The body was in the living room. Headless and hollow. Beside it was a plastic tub full of vinegar. To shrink her organs to fit back in, right, thought Dene as she tried not to inhale too deeply. Vinegar was an unnecessary scent, as far as she was concerned.

She pulled duct tape out of her hoodie’s pocket and covered the open neck with two wide strips of tape. To keep anything from falling out while she carried it. She hefted Mrs. Sandha’s body over her shoulder, sparing a glance at the pictures of happy children Mrs. Sandha had cared for at her daycare over the years.

Dene wondered how many more pictures would be on the wall if Sandha hadn’t almost certainly been picking off expectant mothers that came to her honeytrap.

Now that I look like a murderer, Dene thought to herself. She ran even faster, body tossed over her shoulder like a gory sack of potatoes, back to where she’d trapped Sandha’s head. Now was the worst time to get spotted.

“Let’s talk,” she said to the hissing head. “Or the body goes in the nearest bonfire.”

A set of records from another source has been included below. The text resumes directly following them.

//! Local component contract.
//!
//! A component is a locally hosted unit of work. The orchestrator registers
//! it, starts it, routes envelopes to it by `component_type`, and stops it on
//! shutdown. Implementations live outside this workspace.

use crate::envelope::{Envelope, Payload};
use crate::error::MeshResult;
use async_trait::async_trait;
use serde::{Deserialize, Serialize};

/// Lifecycle state of a component.
#[derive(Debug, Clone, Copy, PartialEq, Eq, Serialize, Deserialize)]
#[serde(rename_all = "snake_case")]
pub enum ComponentState {
    Stopped,
    Starting,
    Running,
    Error,
}

impl std::fmt::Display for ComponentState {
    fn fmt(&self, f: &mut std::fmt::Formatter<'_>) -> std::fmt::Result {
        match self {
            Self::Stopped => write!(f, "stopped"),
            Self::Starting => write!(f, "starting"),
            Self::Running => write!(f, "running"),
            Self::Error => write!(f, "error"),
        }
    }
}

/// Contract every locally hosted component satisfies.
#[async_trait]
pub trait Component: Send + Sync + 'static {
    /// Unique id within this node.
    fn id(&self) -> &str;

    /// Category label used for routing (`Envelope::component_type`).
    fn component_type(&self) -> &str;

    /// Current lifecycle state.
    fn status(&self) -> ComponentState;

    /// Consume one envelope. Must not block indefinitely; the router wraps
    /// each call in a timeout regardless.
    async fn process(&self, envelope: &Envelope) -> MeshResult<()>;

    /// Opaque status map surfaced to `ComponentStatus` queries.
    fn status_snapshot(&self) -> Payload;

    /// Idempotent. Returns once the component is ready to `process`.
    async fn start(&self) -> MeshResult<()>;

    /// Idempotent.
    async fn stop(&self) -> MeshResult<()>;
}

“Negotiations did not go well,” said Dene the next morning as she sipped tea with Mr. Majid. “She felt she needed the sustenance of babies and new mothers for survival. I felt she should be burned with relevant evidence sent to the police to avoid an investigation. I don’t think her husband even existed.”

“They just let you do that?” said Mr. Majid, eyes wide.

“Oh yeah, it’s so they don’t have to deal with the weird shit, pardon my french, that comes across their desks. Sometimes they even hire me. First tip you get for setting up in a new city: Make a police contact. The last person or current hunters around will usually give you a letter of introduction. How’s your wife doing?” Dene blew on her tea to cool it a bit more.

“Better. The oddest thing, we’re disappointed that we lost a really good daycare deal.”

“Let me tell you about the time I lost my favourite thrift store to red caps,” answered Dene.